(Records drawn from a dataset)
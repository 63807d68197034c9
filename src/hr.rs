// MirrorPulse — Heart-Rate Pipeline
//
// Pure signal processing: raw IR intensity stream → discrete beats →
// smoothed BPM. No hardware access; timestamps are injected as plain
// milliseconds so every stage is deterministic and testable.

use crate::config::*;

// ---------------------------------------------------------------------------
// Fixed-capacity history ring
// ---------------------------------------------------------------------------

/// Overwrite-oldest ring buffer. Constant memory, O(1) insertion — the
/// pipeline runs indefinitely on a small heap.
pub struct History<T: Copy + Default, const N: usize> {
    buf: [T; N],
    idx: usize,
    count: usize,
}

impl<T: Copy + Default, const N: usize> History<T, N> {
    pub fn new() -> Self {
        Self {
            buf: [T::default(); N],
            idx: 0,
            count: 0,
        }
    }

    pub fn push(&mut self, value: T) {
        self.buf[self.idx] = value;
        self.idx = (self.idx + 1) % N;
        if self.count < N {
            self.count += 1;
        }
    }

    pub fn len(&self) -> usize {
        self.count
    }

    /// The `n` most recent entries, oldest → newest. Shorter if fewer exist.
    pub fn recent(&self, n: usize) -> Vec<T> {
        let take = self.count.min(n);
        let start = if self.count < N { 0 } else { self.idx };
        (self.count - take..self.count)
            .map(|i| self.buf[(start + i) % N])
            .collect()
    }
}

impl<T: Copy + Default, const N: usize> Default for History<T, N> {
    fn default() -> Self {
        Self::new()
    }
}

// ---------------------------------------------------------------------------
// Adaptive peak detection
// ---------------------------------------------------------------------------

/// A detected pulse: when it happened and the instantaneous BPM implied by
/// the interval since the previous beat.
#[derive(Debug, Clone, Copy, PartialEq, Eq)]
pub struct BeatEvent {
    pub at_ms: u32,
    pub bpm: u16,
}

/// Turns the raw IR stream into beat events.
///
/// The threshold rides an 80th-percentile of the recent baseline so it
/// tracks drift in ambient light and finger pressure; the refractory period
/// stops a single pulse's rising edge from double-counting.
pub struct PeakDetector {
    ir_history: History<u32, IR_HISTORY_LEN>,
    last_beat_ms: Option<u32>,
}

impl PeakDetector {
    pub fn new() -> Self {
        Self {
            ir_history: History::new(),
            last_beat_ms: None,
        }
    }

    /// Current detection threshold in raw ADC counts.
    ///
    /// Fixed fallback until the percentile window has filled.
    pub fn threshold(&self) -> f64 {
        if self.ir_history.len() < THRESHOLD_WINDOW {
            return FALLBACK_THRESHOLD;
        }
        let mut window = self.ir_history.recent(THRESHOLD_WINDOW);
        window.sort_unstable();
        percentile(&window, THRESHOLD_PERCENTILE) * THRESHOLD_MARGIN
    }

    /// Feed one IR sample. Returns a beat only when it is physiologically
    /// plausible; an implausible interval still advances the refractory
    /// clock so a spurious edge after a long silence cannot chain.
    pub fn update(&mut self, ir: u32, now_ms: u32) -> Option<BeatEvent> {
        self.ir_history.push(ir);

        if f64::from(ir) <= self.threshold() {
            return None;
        }
        if let Some(prev) = self.last_beat_ms {
            if now_ms.wrapping_sub(prev) < REFRACTORY_MS {
                return None;
            }
        }

        let prev = self.last_beat_ms.replace(now_ms);
        // First beat only establishes the baseline timestamp.
        let prev = prev?;

        let interval_ms = now_ms.wrapping_sub(prev);
        // interval_ms ≥ REFRACTORY_MS here, so this never divides by zero
        // and never exceeds 240.
        let bpm = (60_000 / interval_ms) as u16;
        if (BPM_MIN..=BPM_MAX).contains(&bpm) {
            Some(BeatEvent { at_ms: now_ms, bpm })
        } else {
            log::debug!("discarding implausible beat: {} BPM", bpm);
            None
        }
    }
}

/// Linear-interpolated percentile over an ascending-sorted slice.
fn percentile(sorted: &[u32], p: f64) -> f64 {
    let rank = p / 100.0 * (sorted.len() - 1) as f64;
    let lo = rank.floor() as usize;
    let frac = rank - lo as f64;
    let base = f64::from(sorted[lo]);
    if lo + 1 >= sorted.len() {
        base
    } else {
        base + frac * (f64::from(sorted[lo + 1]) - base)
    }
}

// ---------------------------------------------------------------------------
// BPM smoothing
// ---------------------------------------------------------------------------

/// Arithmetic mean over the last few validated beats. The short window
/// favours responsiveness: the sensor is pressed and released
/// intermittently, not worn continuously.
pub struct BpmEstimator {
    history: History<u16, BPM_HISTORY_LEN>,
}

impl BpmEstimator {
    pub fn new() -> Self {
        Self {
            history: History::new(),
        }
    }

    /// Accept one validated instantaneous BPM; returns the smoothed value.
    pub fn push(&mut self, bpm: u16) -> u16 {
        self.history.push(bpm);
        let window = self.history.recent(BPM_HISTORY_LEN);
        let sum: u32 = window.iter().map(|&v| u32::from(v)).sum();
        (sum / window.len() as u32) as u16
    }
}

// ---------------------------------------------------------------------------
// Pipeline
// ---------------------------------------------------------------------------

/// Detector + estimator wired together: one IR sample in, an optional
/// smoothed BPM out. This is the only value that crosses the task boundary.
pub struct HrPipeline {
    detector: PeakDetector,
    estimator: BpmEstimator,
}

impl HrPipeline {
    pub fn new() -> Self {
        Self {
            detector: PeakDetector::new(),
            estimator: BpmEstimator::new(),
        }
    }

    pub fn process(&mut self, ir: u32, now_ms: u32) -> Option<u16> {
        let beat = self.detector.update(ir, now_ms)?;
        Some(self.estimator.push(beat.bpm))
    }
}

// ---------------------------------------------------------------------------
// Tests
// ---------------------------------------------------------------------------

#[cfg(test)]
mod tests {
    use super::*;

    const BASELINE: u32 = 20_000; // resting IR level, below the fallback
    const SPIKE: u32 = 50_000; // a clear pulse peak

    /// Feed `n` baseline samples spaced 100 ms apart starting at `t0`.
    fn warmup(det: &mut PeakDetector, n: u32, t0: u32) -> u32 {
        for i in 0..n {
            assert_eq!(det.update(BASELINE, t0 + i * 100), None);
        }
        t0 + n * 100
    }

    #[test]
    fn threshold_is_fallback_until_window_fills() {
        let mut det = PeakDetector::new();
        for i in 0..(THRESHOLD_WINDOW - 1) {
            det.update(BASELINE, i as u32 * 100);
            assert_eq!(det.threshold(), FALLBACK_THRESHOLD);
        }
        det.update(BASELINE, 1000);
        assert_ne!(det.threshold(), FALLBACK_THRESHOLD);
    }

    #[test]
    fn threshold_is_margin_times_percentile() {
        let mut det = PeakDetector::new();
        for (i, ir) in (10_000u32..=100_000).step_by(10_000).enumerate() {
            det.update(ir, i as u32 * 100);
        }
        // sorted window = [10k..100k]; rank 7.2 → 80k + 0.2·10k = 82k; ×1.1
        assert!((det.threshold() - 90_200.0).abs() < 1.0);
    }

    #[test]
    fn threshold_uses_only_the_recent_window() {
        let mut det = PeakDetector::new();
        // Old saturated samples must age out of the 10-sample window.
        for i in 0..15u32 {
            det.update(1_000_000, i * 100);
        }
        for i in 15..25u32 {
            det.update(BASELINE, i * 100);
        }
        assert!((det.threshold() - f64::from(BASELINE) * THRESHOLD_MARGIN).abs() < 1.0);
    }

    #[test]
    fn first_beat_establishes_baseline_only() {
        let mut det = PeakDetector::new();
        let t = warmup(&mut det, 10, 0);
        assert_eq!(det.update(SPIKE, t), None);
    }

    #[test]
    fn beat_interval_yields_instantaneous_bpm() {
        let mut det = PeakDetector::new();
        let t = warmup(&mut det, 10, 0); // t = 1000
        assert_eq!(det.update(SPIKE, t), None); // first beat
        let t = warmup(&mut det, 5, t + 100);
        // 600 ms since the first beat → 100 BPM
        assert_eq!(
            det.update(SPIKE, t),
            Some(BeatEvent { at_ms: t, bpm: 100 })
        );
    }

    #[test]
    fn refractory_period_suppresses_double_counting() {
        let mut det = PeakDetector::new();
        let t = warmup(&mut det, 10, 0);
        det.update(SPIKE, t);
        // 100 ms later — inside the refractory window, no event and no
        // timestamp update.
        assert_eq!(det.update(SPIKE, t + 100), None);
        let t2 = warmup(&mut det, 8, t + 200);
        // Interval measured from the *accepted* beat at `t`, not the
        // suppressed edge: 1000 ms → 60 BPM.
        assert_eq!(
            det.update(SPIKE, t2),
            Some(BeatEvent { at_ms: t2, bpm: 60 })
        );
    }

    #[test]
    fn implausible_interval_is_discarded_but_advances_the_clock() {
        let mut det = PeakDetector::new();
        let t = warmup(&mut det, 10, 0);
        det.update(SPIKE, t); // first beat at t
        // Long silence: 10 s → 6 BPM, outside [40, 200] → discarded.
        let t2 = warmup(&mut det, 20, t + 100) + 8_000;
        det.update(BASELINE, t2 - 100);
        assert_eq!(det.update(SPIKE, t2), None);
        // …but the refractory clock moved to t2: a beat 600 ms later is
        // measured against t2, not t.
        let t3 = warmup(&mut det, 5, t2 + 100);
        assert_eq!(
            det.update(SPIKE, t3),
            Some(BeatEvent { at_ms: t3, bpm: 100 })
        );
    }

    #[test]
    fn zeroed_samples_never_detect() {
        // A failed FIFO read is substituted with zeros — "no signal".
        let mut det = PeakDetector::new();
        for i in 0..50u32 {
            assert_eq!(det.update(0, i * 100), None);
        }
    }

    #[test]
    fn smoothed_bpm_is_mean_of_accepted_values() {
        let mut est = BpmEstimator::new();
        assert_eq!(est.push(72), 72);
        assert_eq!(est.push(75), 73); // (72+75)/2, truncated
        assert_eq!(est.push(78), 75);
    }

    #[test]
    fn smoothing_window_drops_oldest_beyond_capacity() {
        let mut est = BpmEstimator::new();
        for bpm in [100, 60, 60, 60, 60, 60] {
            est.push(bpm);
        }
        // The 100 has aged out of the 5-entry window.
        assert_eq!(est.push(60), 60);
    }

    #[test]
    fn pipeline_reports_only_on_accepted_beats() {
        let mut pipe = HrPipeline::new();
        let mut t = 0;
        for _ in 0..10 {
            assert_eq!(pipe.process(BASELINE, t), None);
            t += 100;
        }
        assert_eq!(pipe.process(SPIKE, t), None); // first beat — baseline only
        for _ in 0..5 {
            t += 100;
            assert_eq!(pipe.process(BASELINE, t), None);
        }
        t += 100;
        // 600 ms interval → 100 BPM, single-entry mean = 100.
        assert_eq!(pipe.process(SPIKE, t), Some(100));
    }
}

TASK BRIEF:
Only lines holding the word "signal" belong in the answer; copy all of them from the records.

RESPONSE FOR THIS EXERCISE:
// Pure signal processing: raw IR intensity stream → discrete beats →
        // A failed FIFO read is substituted with zeros — "no signal".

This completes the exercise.